El dominio del Diablo sobre un mundo caído no es un tema que se exponga en la
liturgia, no se transmite en las homilías y, como vamos a ver enseguida, no
inspira la normativa actual de la Iglesia. La cuestión no es (todavía) la
realidad del Diablo ni del pecado original, que en general no se suelen negar,
sino lo que significan la existencia del Diablo y del pecado original para la
relación de la Iglesia con un mundo pagano.
Si el
mundo caído –el de los gentiles, los no bautizados– se halla verdaderamente
bajo el imperio del Diablo, las consecuencias son claras.
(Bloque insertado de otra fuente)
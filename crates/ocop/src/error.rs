//! Unified error type for the OCOP client.

use ocop_protocol::ProtocolError;
use ocop_session::{SessionError, StoreError};
use ocop_transport::TransportError;

/// Top-level error that wraps all crate-specific errors.
///
/// When using the `ocop` meta-crate, you deal with this single error type
/// instead of importing errors from each sub-crate. The `#[from]` attribute
/// on each variant generates the `From` impls, so `?` converts sub-crate
/// errors automatically.
#[derive(Debug, thiserror::Error)]
pub enum OcopError {
    /// Gateway setup failed (bad base URL, HTTP client).
    #[error(transparent)]
    Transport(#[from] TransportError),

    /// Encoding or decoding failed.
    #[error(transparent)]
    Protocol(#[from] ProtocolError),

    /// A session operation failed (login, persistence).
    #[error(transparent)]
    Session(#[from] SessionError),

    /// The credential store failed outside a session operation.
    #[error(transparent)]
    Store(#[from] StoreError),

    /// The configuration is invalid.
    #[error("invalid configuration: {0}")]
    Config(String),

    /// A global tracing subscriber was already installed.
    #[error("logging setup failed: {0}")]
    Logging(#[from] tracing_subscriber::util::TryInitError),
}
use serde::{Deserialize, Serialize};

/// One entry of a product's image list, as stored in catalog data.
///
/// ```json
/// { "url": "/uploads/a.png", "isPrimary": true }
/// ```
#[derive(Debug, Clone, PartialEq, Eq, Default, Serialize, Deserialize)]
#[serde(rename_all = "camelCase")]
pub struct ImageRef {
    /// Unresolved reference. May be missing in older records.
    #[serde(default)]
    pub url: Option<String>,

    /// Whether this is the product's cover image.
    #[serde(default)]
    pub is_primary: bool,
}

impl ImageRef {
    /// A non-primary entry.
    pub fn new(url: impl Into<String>) -> Self {
        Self {
            url: Some(url.into()),
            is_primary: false,
        }
    }

    /// A primary entry.
    pub fn primary(url: impl Into<String>) -> Self {
        Self {
            url: Some(url.into()),
            is_primary: true,
        }
    }
}
//! Integration tests for the HTTP gateway.
//!
//! These tests spin up a real HTTP server (axum on `127.0.0.1:0`) that
//! imitates the backend's auth routes, and point the gateway at it. That
//! way the status-code and envelope mapping is checked over an actual
//! socket, not against hand-built response objects.

#[cfg(feature = "http")]
mod http {
    use std::time::Duration;

    use axum::Router;
    use axum::http::{HeaderMap, StatusCode};
    use axum::routing::{get, post};
    use axum::Json;
    use ocop_protocol::{Credential, FailureKind};
    use ocop_session::{
        AuthGateway, CredentialStore, MemoryCredentialStore, SessionManager,
        SessionState,
    };
    use ocop_transport::{HttpGateway, TransportError};
    use serde_json::{Value, json};

    /// Serves `router` on a random port and returns the API base URL.
    async fn serve(router: Router) -> String {
        let listener = tokio::net::TcpListener::bind("127.0.0.1:0")
            .await
            .expect("should bind");
        let addr = listener.local_addr().expect("should have address");
        tokio::spawn(async move {
            axum::serve(listener, router).await.expect("server should run");
        });
        format!("http://{addr}/api")
    }

    /// The backend's login route: one known account.
    async fn login(Json(body): Json<Value>) -> (StatusCode, Json<Value>) {
        if body["email"] == "admin@ocop.vn" && body["password"] == "admin123" {
            (
                StatusCode::OK,
                Json(json!({
                    "success": true,
                    "data": {
                        "user": { "_id": "1", "email": "admin@ocop.vn", "role": "admin" },
                        "token": "T1"
                    }
                })),
            )
        } else {
            (
                StatusCode::UNAUTHORIZED,
                Json(json!({ "success": false, "message": "Invalid password" })),
            )
        }
    }

    /// The backend's "me" route: accepts only `Bearer T1`.
    async fn me(headers: HeaderMap) -> (StatusCode, Json<Value>) {
        let authorized = headers
            .get("authorization")
            .and_then(|v| v.to_str().ok())
            == Some("Bearer T1");
        if authorized {
            (
                StatusCode::OK,
                Json(json!({
                    "success": true,
                    "data": { "user": { "email": "admin@ocop.vn", "role": "admin" } }
                })),
            )
        } else {
            (
                StatusCode::UNAUTHORIZED,
                Json(json!({ "success": false, "message": "Token expired" })),
            )
        }
    }

    fn backend() -> Router {
        Router::new()
            .route("/api/auth/login", post(login))
            .route("/api/auth/me", get(me))
    }

    // =====================================================================
    // login
    // =====================================================================

    #[tokio::test]
    async fn test_login_valid_account_returns_grant() {
        let base = serve(backend()).await;
        let gateway = HttpGateway::new(&base).unwrap();

        let grant = gateway
            .login("admin@ocop.vn", "admin123")
            .await
            .expect("should succeed");

        assert_eq!(grant.principal.email, "admin@ocop.vn");
        assert_eq!(grant.principal.id.as_deref(), Some("1"));
        assert!(grant.principal.is_admin());
        assert_eq!(grant.credential.as_str(), "T1");
    }

    #[tokio::test]
    async fn test_login_wrong_password_is_invalid_credentials() {
        let base = serve(backend()).await;
        let gateway = HttpGateway::new(&base).unwrap();

        let failure = gateway.login("admin@ocop.vn", "nope").await.unwrap_err();

        assert_eq!(failure.kind, FailureKind::InvalidCredentials);
        assert_eq!(failure.reason(), "Invalid password");
    }

    #[tokio::test]
    async fn test_login_success_false_with_200_is_invalid_credentials() {
        // Some routes reject with a 200 and `success: false`.
        let router = Router::new().route(
            "/api/auth/login",
            post(|| async {
                Json(json!({ "success": false, "message": "Account locked" }))
            }),
        );
        let base = serve(router).await;
        let gateway = HttpGateway::new(&base).unwrap();

        let failure = gateway.login("a@b.vn", "x").await.unwrap_err();

        assert_eq!(failure.kind, FailureKind::InvalidCredentials);
        assert_eq!(failure.reason(), "Account locked");
    }

    #[tokio::test]
    async fn test_login_server_error_page_is_server_error() {
        let router = Router::new().route(
            "/api/auth/login",
            post(|| async {
                (StatusCode::BAD_GATEWAY, "<html>502 Bad Gateway</html>")
            }),
        );
        let base = serve(router).await;
        let gateway = HttpGateway::new(&base).unwrap();

        let failure = gateway.login("a@b.vn", "x").await.unwrap_err();

        assert_eq!(failure.kind, FailureKind::ServerError);
        assert_eq!(failure.reason(), "Login failed");
    }

    #[tokio::test]
    async fn test_login_500_envelope_keeps_message() {
        let router = Router::new().route(
            "/api/auth/login",
            post(|| async {
                (
                    StatusCode::INTERNAL_SERVER_ERROR,
                    Json(json!({ "success": false, "message": "Database unavailable" })),
                )
            }),
        );
        let base = serve(router).await;
        let gateway = HttpGateway::new(&base).unwrap();

        let failure = gateway.login("a@b.vn", "x").await.unwrap_err();

        assert_eq!(failure.kind, FailureKind::ServerError);
        assert_eq!(failure.reason(), "Database unavailable");
    }

    #[tokio::test]
    async fn test_login_missing_success_flag_is_server_error() {
        let router = Router::new().route(
            "/api/auth/login",
            post(|| async { Json(json!({ "token": "T1" })) }),
        );
        let base = serve(router).await;
        let gateway = HttpGateway::new(&base).unwrap();

        let failure = gateway.login("a@b.vn", "x").await.unwrap_err();

        assert_eq!(failure.kind, FailureKind::ServerError);
    }

    #[tokio::test]
    async fn test_login_unreachable_backend_is_network_failure() {
        // Grab a free port, then release it so nothing is listening.
        let listener = tokio::net::TcpListener::bind("127.0.0.1:0").await.unwrap();
        let addr = listener.local_addr().unwrap();
        drop(listener);
        let gateway = HttpGateway::new(&format!("http://{addr}/api")).unwrap();

        let failure = gateway.login("a@b.vn", "x").await.unwrap_err();

        assert_eq!(failure.kind, FailureKind::NetworkFailure);
    }

    #[tokio::test]
    async fn test_login_slow_backend_times_out_as_network_failure() {
        let router = Router::new().route(
            "/api/auth/login",
            post(|| async {
                tokio::time::sleep(Duration::from_secs(5)).await;
                Json(json!({ "success": false }))
            }),
        );
        let base = serve(router).await;
        let gateway = HttpGateway::builder(&base)
            .timeout(Duration::from_millis(200))
            .build()
            .unwrap();

        let failure = gateway.login("a@b.vn", "x").await.unwrap_err();

        assert_eq!(failure.kind, FailureKind::NetworkFailure);
    }

    // =====================================================================
    // who_am_i
    // =====================================================================

    #[tokio::test]
    async fn test_who_am_i_sends_bearer_credential() {
        let base = serve(backend()).await;
        let gateway = HttpGateway::new(&base).unwrap();

        let principal = gateway
            .who_am_i(&Credential::new("T1"))
            .await
            .expect("should succeed");

        assert_eq!(principal.email, "admin@ocop.vn");
    }

    #[tokio::test]
    async fn test_who_am_i_expired_token_is_invalid_credentials() {
        let base = serve(backend()).await;
        let gateway = HttpGateway::new(&base).unwrap();

        let failure = gateway
            .who_am_i(&Credential::new("stale"))
            .await
            .unwrap_err();

        assert_eq!(failure.kind, FailureKind::InvalidCredentials);
        assert_eq!(failure.reason(), "Token expired");
    }

    #[tokio::test]
    async fn test_who_am_i_401_without_body_is_invalid_credentials() {
        let router = Router::new()
            .route("/api/auth/me", get(|| async { StatusCode::UNAUTHORIZED }));
        let base = serve(router).await;
        let gateway = HttpGateway::new(&base).unwrap();

        let failure = gateway
            .who_am_i(&Credential::new("T1"))
            .await
            .unwrap_err();

        assert_eq!(failure.kind, FailureKind::InvalidCredentials);
    }

    // =====================================================================
    // Construction
    // =====================================================================

    #[test]
    fn test_new_rejects_invalid_base_url() {
        assert!(matches!(
            HttpGateway::new("not a url"),
            Err(TransportError::InvalidBaseUrl(_))
        ));
    }

    #[test]
    fn test_new_normalizes_trailing_slash() {
        let gateway = HttpGateway::new("http://localhost:5000/api/").unwrap();
        assert_eq!(gateway.base_url(), "http://localhost:5000/api");
    }

    // =====================================================================
    // Through the session manager
    // =====================================================================

    #[tokio::test]
    async fn test_session_manager_over_http_login_then_reconcile() {
        let base = serve(backend()).await;

        let mgr = SessionManager::new(
            HttpGateway::new(&base).unwrap(),
            MemoryCredentialStore::new(),
        );
        mgr.login("admin@ocop.vn", "admin123").await.unwrap();
        let token = mgr.store().get().unwrap().expect("credential persisted");

        // Next "process start": a fresh manager over a store holding the
        // same token reconciles without asking for the password.
        let restarted = SessionManager::new(
            HttpGateway::new(&base).unwrap(),
            MemoryCredentialStore::with_credential(token),
        );
        assert!(restarted.is_reconciling());
        let state = restarted.check_auth().await;

        assert!(state.is_authenticated());
        assert_eq!(
            restarted.principal().map(|p| p.email),
            Some("admin@ocop.vn".to_string())
        );
    }

    #[tokio::test]
    async fn test_session_manager_over_http_rejected_login_is_errored() {
        let base = serve(backend()).await;
        let mgr = SessionManager::new(
            HttpGateway::new(&base).unwrap(),
            MemoryCredentialStore::new(),
        );

        let _ = mgr.login("admin@ocop.vn", "wrong").await;

        assert_eq!(
            mgr.state(),
            SessionState::Errored {
                reason: "Invalid password".into()
            }
        );
    }
}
La Iglesia no puede
vivir en paz con el mundo hasta que éste se convierta. La Iglesia no puede
convivir pacíficamente con un mundo sin convertir del mismo modo que no puede
vivir en paz con el Diablo. Para la relación de la Iglesia con el mundo
impenitente es primordial que se comprometa a enfrentarse espiritualmente a él,
y la única forma de superar ese conflicto espiritual es la conversión del
mundo.
Tal es el
mensaje del propio Cristo, que explica que su misión supone fundamente el
enfrentamiento entre un mundo converso y un mundo sin convertir; entre el de
los bautizados y los sin bautizar. Tiene la misión de bautizar, que es a la vez
la cristalización de ese mensaje y la única manera de triunfar.
Yo he
venido a echar fuego en la tierra, ¿y qué he de
querer sino que se encienda? Tengo que recibir un bautismo, ¡y cómo me siento
constreñido hasta que se cumpla! ¿Pensáis que he
venido a traer la paz a la Tierra? Os digo que no, sino la disensión
(Lucas 12,49-51).
El
bautismo no es, por tanto, fuente de armonía y solidaridad con un mundo aún sin
convertir sino que precisamente, en tanto que el mundo no se ha convertido, es
fuente de conflicto espiritual con él.
¿Y si por el contrario, gracias a la venida de
Cristo, el dominio del Diablo y ha sido eficazmente eliminado de modo que, a un
determinado nivel esjatológico, incluso el mundo no convertido –el de los sin
bautizar– ya se ha librado del poder del Diablo? Quizás por la venida de Cristo el mundo, aunque caído, ya está marcado,
incluso antes del bautismo y la incorporación a la Iglesia visible, por un
cristianismo que, según la expresión rahneriana, es anónimo. Incluso el
mundo inconverso ya está de algún modo libre del dominio del diablo y, más
implícita que explícitamente, dedicado al fin sobrenatural. En ese caso, la
relación de la Iglesia con el mundo inconverso no sería conflictiva. Ya antes
de la conversión del mundo, la relación de la Iglesia con el mundo podría ser
primordialmente de armonía y diálogo.
La
liturgia tradicional del exorcismo, en los bautizos y bendiciones, se
contrapone a esa idea buenista de la situación del mundo inconverso.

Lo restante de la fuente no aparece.